This will start the fine-tuning process using the Oumi framework. Because we set `max_steps: 5`, this should be very quick. The full fine-tuning process may take a few hours, depending on your GPU.

### SINGLE GPU

In [7]:
!oumi train -c "$tutorial_dir/train.yaml"

### MULTI-GPU

In [8]:
!oumi distributed torchrun -m oumi train -c "$tutorial_dir/train.yaml"

## Evaluation


As an example, let's create an evaluation configuration file!

**Note:** Since we've finetuned our model to produce thoughts before answering, it's very likely to do worse on most evals out-of-the-box.

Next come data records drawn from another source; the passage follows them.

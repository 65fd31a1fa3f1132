//! Bulkhead implementation for concurrency limiting
//!
//! Admission is a non-blocking `try_acquire` on a semaphore: a call either takes a permit
//! immediately or is rejected with [`ResilienceError::BulkheadFull`]. Nothing is queued. The
//! permit is held by the executing future, so it is returned on success, error, panic and when
//! the caller's context cancels the call.

use crate::{CallContext, ConfigError, ResilienceError};
use std::future::Future;
use std::sync::atomic::{AtomicU64, Ordering};
use std::sync::Arc;
use tokio::sync::Semaphore;

/// Point-in-time counters for one bulkhead.
#[derive(Debug, Clone, PartialEq, Eq, serde::Serialize)]
pub struct BulkheadStats {
    pub name: String,
    pub max_concurrent: usize,
    pub active: usize,
    pub admitted: u64,
    pub rejected: u64,
}

#[derive(Debug)]
struct Counters {
    admitted: AtomicU64,
    rejected: AtomicU64,
}

/// Fixed-capacity concurrency gate for one named resource. Clones share the same permits.
#[derive(Debug, Clone)]
pub struct Bulkhead {
    name: Arc<str>,
    semaphore: Arc<Semaphore>,
    max_concurrent: usize,
    counters: Arc<Counters>,
}

impl Bulkhead {
    /// A bulkhead admitting at most `max_concurrent` calls at once.
    pub fn new(name: impl Into<Arc<str>>, max_concurrent: usize) -> Result<Self, ConfigError> {
        if max_concurrent == 0 {
            return Err(ConfigError::ZeroCapacity { what: "bulkhead" });
        }
        let max_concurrent = max_concurrent.min(Semaphore::MAX_PERMITS);
        Ok(Self {
            name: name.into(),
            semaphore: Arc::new(Semaphore::new(max_concurrent)),
            max_concurrent,
            counters: Arc::new(Counters { admitted: AtomicU64::new(0), rejected: AtomicU64::new(0) }),
        })
    }

    pub fn name(&self) -> &str {
        &self.name
    }

    pub fn max_concurrent(&self) -> usize {
        self.max_concurrent
    }

    /// Calls currently holding a permit.
    pub fn active(&self) -> usize {
        self.max_concurrent.saturating_sub(self.semaphore.available_permits())
    }

    pub fn available(&self) -> usize {
        self.semaphore.available_permits()
    }

    pub fn stats(&self) -> BulkheadStats {
        BulkheadStats {
            name: self.name.to_string(),
            max_concurrent: self.max_concurrent,
            active: self.active(),
            admitted: self.counters.admitted.load(Ordering::Relaxed),
            rejected: self.counters.rejected.load(Ordering::Relaxed),
        }
    }

    /// Run `operation` if a slot is free, otherwise fail fast with `BulkheadFull`.
    pub async fn execute<T, E, Fut, Op>(
        &self,
        ctx: &CallContext,
        operation: Op,
    ) -> Result<T, ResilienceError<E>>
    where
        Fut: Future<Output = Result<T, ResilienceError<E>>>,
        Op: FnOnce() -> Fut,
    {
        ctx.check()?;
        let permit = match self.semaphore.try_acquire() {
            Ok(permit) => permit,
            Err(_) => {
                self.counters.rejected.fetch_add(1, Ordering::Relaxed);
                tracing::debug!(
                    resource = %self.name,
                    max_concurrent = self.max_concurrent,
                    "bulkhead full; call rejected"
                );
                return Err(ResilienceError::BulkheadFull {
                    resource: self.name.to_string(),
                    max_concurrent: self.max_concurrent,
                });
            }
        };
        self.counters.admitted.fetch_add(1, Ordering::Relaxed);

        let result = ctx.run(operation()).await;
        drop(permit);
        result.unwrap_or_else(|reason| Err(ResilienceError::Cancelled(reason)))
    }
}
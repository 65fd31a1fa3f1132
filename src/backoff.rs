//! Backoff schedule for the retry executor.
//!
//! The delay after failed attempt `n` (1-based) is `min(initial * multiplier^(n-1), max)`.
//! Attempt index `0` represents the initial call and never waits. Delays saturate at
//! [`MAX_BACKOFF`] to avoid overflow.
//!
//! Example
//! ```rust
//! use std::time::Duration;
//! use floodgate::Backoff;
//!
//! let backoff = Backoff::new(Duration::from_millis(100), Duration::from_secs(2), 2.0).unwrap();
//! assert_eq!(backoff.delay(0), Duration::ZERO); // initial call
//! assert_eq!(backoff.delay(1), Duration::from_millis(100));
//! assert_eq!(backoff.delay(2), Duration::from_millis(200));
//! assert_eq!(backoff.delay(6), Duration::from_secs(2)); // capped
//! ```

use crate::ConfigError;
use std::time::Duration;

/// Maximum delay used when calculations overflow (1 day).
pub const MAX_BACKOFF: Duration = Duration::from_secs(24 * 60 * 60);

/// Multiplicative backoff bounded by a ceiling.
#[derive(Debug, Clone, Copy, PartialEq)]
pub struct Backoff {
    initial: Duration,
    max: Duration,
    multiplier: f64,
}

impl Backoff {
    /// Validated constructor. `multiplier` must be finite and `>= 1.0`; `max` must not be
    /// below `initial`.
    pub fn new(initial: Duration, max: Duration, multiplier: f64) -> Result<Self, ConfigError> {
        if !multiplier.is_finite() || multiplier < 1.0 {
            return Err(ConfigError::InvalidMultiplier(multiplier));
        }
        if max < initial {
            return Err(ConfigError::InvalidInterval { initial, max });
        }
        Ok(Self { initial, max: max.min(MAX_BACKOFF), multiplier })
    }

    /// Same delay before every retry.
    pub fn constant(delay: Duration) -> Self {
        let delay = delay.min(MAX_BACKOFF);
        Self { initial: delay, max: delay, multiplier: 1.0 }
    }

    /// Doubling delay starting at `initial`, bounded only by [`MAX_BACKOFF`].
    pub fn exponential(initial: Duration) -> Self {
        Self { initial: initial.min(MAX_BACKOFF), max: MAX_BACKOFF, multiplier: 2.0 }
    }

    pub fn initial(&self) -> Duration {
        self.initial
    }

    pub fn max(&self) -> Duration {
        self.max
    }

    pub fn multiplier(&self) -> f64 {
        self.multiplier
    }

    /// Calculate the delay for a given attempt number (0 = initial call, no delay).
    pub fn delay(&self, attempt: usize) -> Duration {
        if attempt == 0 {
            return Duration::ZERO;
        }
        let exponent = i32::try_from(attempt - 1).unwrap_or(i32::MAX);
        let scaled = self.initial.as_nanos() as f64 * self.multiplier.powi(exponent);
        let ceiling = self.max.as_nanos() as f64;
        if !scaled.is_finite() || scaled >= ceiling {
            return self.max;
        }
        Duration::from_nanos(scaled as u64)
    }
}

impl Default for Backoff {
    /// One second doubling up to thirty seconds.
    fn default() -> Self {
        Self { initial: Duration::from_secs(1), max: Duration::from_secs(30), multiplier: 2.0 }
    }
}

Many evals do not allow models to decode and thus don't take advantage of things like inference-time reasoning.

In [9]:
%%writefile $tutorial_dir/eval.yaml

model:
  model_name: "finetuning_tutorial/output"
  torch_dtype_str: "bfloat16"

tasks:
  - evaluation_backend: lm_harness
    task_name: mmlu_college_computer_science

output_dir: "finetuning_tutorial/output/evaluation"
generation:
  batch_size: null # This will let LM HARNESS find the maximum possible batch size.

In [10]:
!oumi evaluate -c "$tutorial_dir/eval.yaml"

## Use the Fine-tuned Model

Once we're happy with the results, we can serve the fine-tuned model for interactive inference:

In [11]:
%%writefile $tutorial_dir/trained_infer.yaml

model:
  model_name: "HuggingFaceTB/SmolLM2-1.7B-Instruct"
  adapter_model: "finetuning_tutorial/output"
  trust_remote_code: true
  torch_dtype_str: "bfloat16"

generation:
  max_new_tokens: 2048
  batch_size: 1

In [12]:
from oumi.core.configs import InferenceConfig
from oumi.infer import infer

config = InferenceConfig.from_yaml(str(Path(tutorial_dir) / "trained_infer.yaml"))

input_text = (
    "Write a Python function to implement the quicksort algorithm. "
    "Please include comments explaining each step."
)

results = infer(config=config, inputs=[input_text])

print(results[0])